# [What is required]
When you reach the entries, transcribe each one exactly.

Dataset entries
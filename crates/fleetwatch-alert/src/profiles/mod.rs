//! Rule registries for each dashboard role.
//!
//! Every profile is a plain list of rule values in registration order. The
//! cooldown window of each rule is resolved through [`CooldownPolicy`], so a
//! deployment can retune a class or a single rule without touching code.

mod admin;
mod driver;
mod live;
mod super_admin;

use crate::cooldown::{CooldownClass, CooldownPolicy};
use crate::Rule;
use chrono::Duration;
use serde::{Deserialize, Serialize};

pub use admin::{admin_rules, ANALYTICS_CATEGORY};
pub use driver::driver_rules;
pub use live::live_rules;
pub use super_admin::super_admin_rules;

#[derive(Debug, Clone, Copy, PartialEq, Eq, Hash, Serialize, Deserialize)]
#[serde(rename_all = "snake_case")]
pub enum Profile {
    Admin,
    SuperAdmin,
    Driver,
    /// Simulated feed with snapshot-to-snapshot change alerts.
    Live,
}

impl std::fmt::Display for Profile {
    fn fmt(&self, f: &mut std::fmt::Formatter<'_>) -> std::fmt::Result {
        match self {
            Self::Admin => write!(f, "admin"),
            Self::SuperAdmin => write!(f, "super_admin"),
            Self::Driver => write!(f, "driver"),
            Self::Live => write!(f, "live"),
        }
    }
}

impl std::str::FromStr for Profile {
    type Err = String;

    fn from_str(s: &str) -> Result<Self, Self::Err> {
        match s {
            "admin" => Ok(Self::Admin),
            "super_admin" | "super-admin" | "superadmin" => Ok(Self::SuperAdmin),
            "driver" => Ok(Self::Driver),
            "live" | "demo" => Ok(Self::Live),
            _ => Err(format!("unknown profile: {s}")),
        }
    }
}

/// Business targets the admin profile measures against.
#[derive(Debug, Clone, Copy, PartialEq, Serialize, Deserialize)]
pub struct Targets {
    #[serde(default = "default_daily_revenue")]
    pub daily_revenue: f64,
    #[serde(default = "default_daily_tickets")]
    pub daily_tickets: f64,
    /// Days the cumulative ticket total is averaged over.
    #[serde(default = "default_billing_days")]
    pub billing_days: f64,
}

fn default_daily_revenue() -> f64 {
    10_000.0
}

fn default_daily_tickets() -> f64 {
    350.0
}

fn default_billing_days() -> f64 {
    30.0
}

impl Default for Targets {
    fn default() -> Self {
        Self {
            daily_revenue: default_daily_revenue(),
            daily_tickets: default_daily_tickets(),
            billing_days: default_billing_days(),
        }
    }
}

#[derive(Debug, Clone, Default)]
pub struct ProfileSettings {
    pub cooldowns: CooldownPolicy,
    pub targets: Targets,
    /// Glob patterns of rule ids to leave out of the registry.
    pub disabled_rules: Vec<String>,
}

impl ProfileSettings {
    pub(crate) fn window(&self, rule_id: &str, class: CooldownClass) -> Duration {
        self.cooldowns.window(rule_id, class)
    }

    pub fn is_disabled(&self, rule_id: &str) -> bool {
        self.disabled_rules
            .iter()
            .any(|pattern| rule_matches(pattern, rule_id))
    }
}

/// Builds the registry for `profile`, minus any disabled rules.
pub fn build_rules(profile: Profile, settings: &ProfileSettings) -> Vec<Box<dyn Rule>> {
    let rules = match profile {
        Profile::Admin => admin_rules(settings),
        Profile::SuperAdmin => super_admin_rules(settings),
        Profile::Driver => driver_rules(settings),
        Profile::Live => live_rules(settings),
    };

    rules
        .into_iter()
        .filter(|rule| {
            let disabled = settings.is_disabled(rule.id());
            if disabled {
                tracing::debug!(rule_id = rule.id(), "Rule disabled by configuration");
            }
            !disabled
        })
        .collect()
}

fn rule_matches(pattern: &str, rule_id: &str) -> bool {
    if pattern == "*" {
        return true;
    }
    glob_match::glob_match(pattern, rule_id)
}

# [Answer]
filename crates/fleetwatch-alert/src/profiles/mod.rs
//! Rule registries for each dashboard role.
//!
//! Every profile is a plain list of rule values in registration order. The
//! cooldown window of each rule is resolved through [`CooldownPolicy`], so a
//! deployment can retune a class or a single rule without touching code.

mod admin;
mod driver;
mod live;
mod super_admin;

use crate::cooldown::{CooldownClass, CooldownPolicy};
use crate::Rule;
use chrono::Duration;
use serde::{Deserialize, Serialize};

pub use admin::{admin_rules, ANALYTICS_CATEGORY};
pub use driver::driver_rules;
pub use live::live_rules;
pub use super_admin::super_admin_rules;

#[derive(Debug, Clone, Copy, PartialEq, Eq, Hash, Serialize, Deserialize)]
#[serde(rename_all = "snake_case")]
pub enum Profile {
    Admin,
    SuperAdmin,
    Driver,
    /// Simulated feed with snapshot-to-snapshot change alerts.
    Live,
}

impl std::fmt::Display for Profile {
    fn fmt(&self, f: &mut std::fmt::Formatter<'_>) -> std::fmt::Result {
        match self {
            Self::Admin => write!(f, "admin"),
            Self::SuperAdmin => write!(f, "super_admin"),
            Self::Driver => write!(f, "driver"),
            Self::Live => write!(f, "live"),
        }
    }
}

impl std::str::FromStr for Profile {
    type Err = String;

    fn from_str(s: &str) -> Result<Self, Self::Err> {
        match s {
            "admin" => Ok(Self::Admin),
            "super_admin" | "super-admin" | "superadmin" => Ok(Self::SuperAdmin),
            "driver" => Ok(Self::Driver),
            "live" | "demo" => Ok(Self::Live),
            _ => Err(format!("unknown profile: {s}")),
        }
    }
}

/// Business targets the admin profile measures against.
#[derive(Debug, Clone, Copy, PartialEq, Serialize, Deserialize)]
pub struct Targets {
    #[serde(default = "default_daily_revenue")]
    pub daily_revenue: f64,
    #[serde(default = "default_daily_tickets")]
    pub daily_tickets: f64,
    /// Days the cumulative ticket total is averaged over.
    #[serde(default = "default_billing_days")]
    pub billing_days: f64,
}

fn default_daily_revenue() -> f64 {
    10_000.0
}

fn default_daily_tickets() -> f64 {
    350.0
}

fn default_billing_days() -> f64 {
    30.0
}

impl Default for Targets {
    fn default() -> Self {
        Self {
            daily_revenue: default_daily_revenue(),
            daily_tickets: default_daily_tickets(),
            billing_days: default_billing_days(),
        }
    }
}

#[derive(Debug, Clone, Default)]
pub struct ProfileSettings {
    pub cooldowns: CooldownPolicy,
    pub targets: Targets,
    /// Glob patterns of rule ids to leave out of the registry.
    pub disabled_rules: Vec<String>,
}

impl ProfileSettings {
    pub(crate) fn window(&self, rule_id: &str, class: CooldownClass) -> Duration {
        self.cooldowns.window(rule_id, class)
    }

    pub fn is_disabled(&self, rule_id: &str) -> bool {
        self.disabled_rules
            .iter()
            .any(|pattern| rule_matches(pattern, rule_id))
    }
}

/// Builds the registry for `profile`, minus any disabled rules.
pub fn build_rules(profile: Profile, settings: &ProfileSettings) -> Vec<Box<dyn Rule>> {
    let rules = match profile {
        Profile::Admin => admin_rules(settings),
        Profile::SuperAdmin => super_admin_rules(settings),
        Profile::Driver => driver_rules(settings),
        Profile::Live => live_rules(settings),
    };

    rules
        .into_iter()
        .filter(|rule| {
            let disabled = settings.is_disabled(rule.id());
            if disabled {
                tracing::debug!(rule_id = rule.id(), "Rule disabled by configuration");
            }
            !disabled
        })
        .collect()
}

fn rule_matches(pattern: &str, rule_id: &str) -> bool {
    if pattern == "*" {
        return true;
    }
    glob_match::glob_match(pattern, rule_id)
}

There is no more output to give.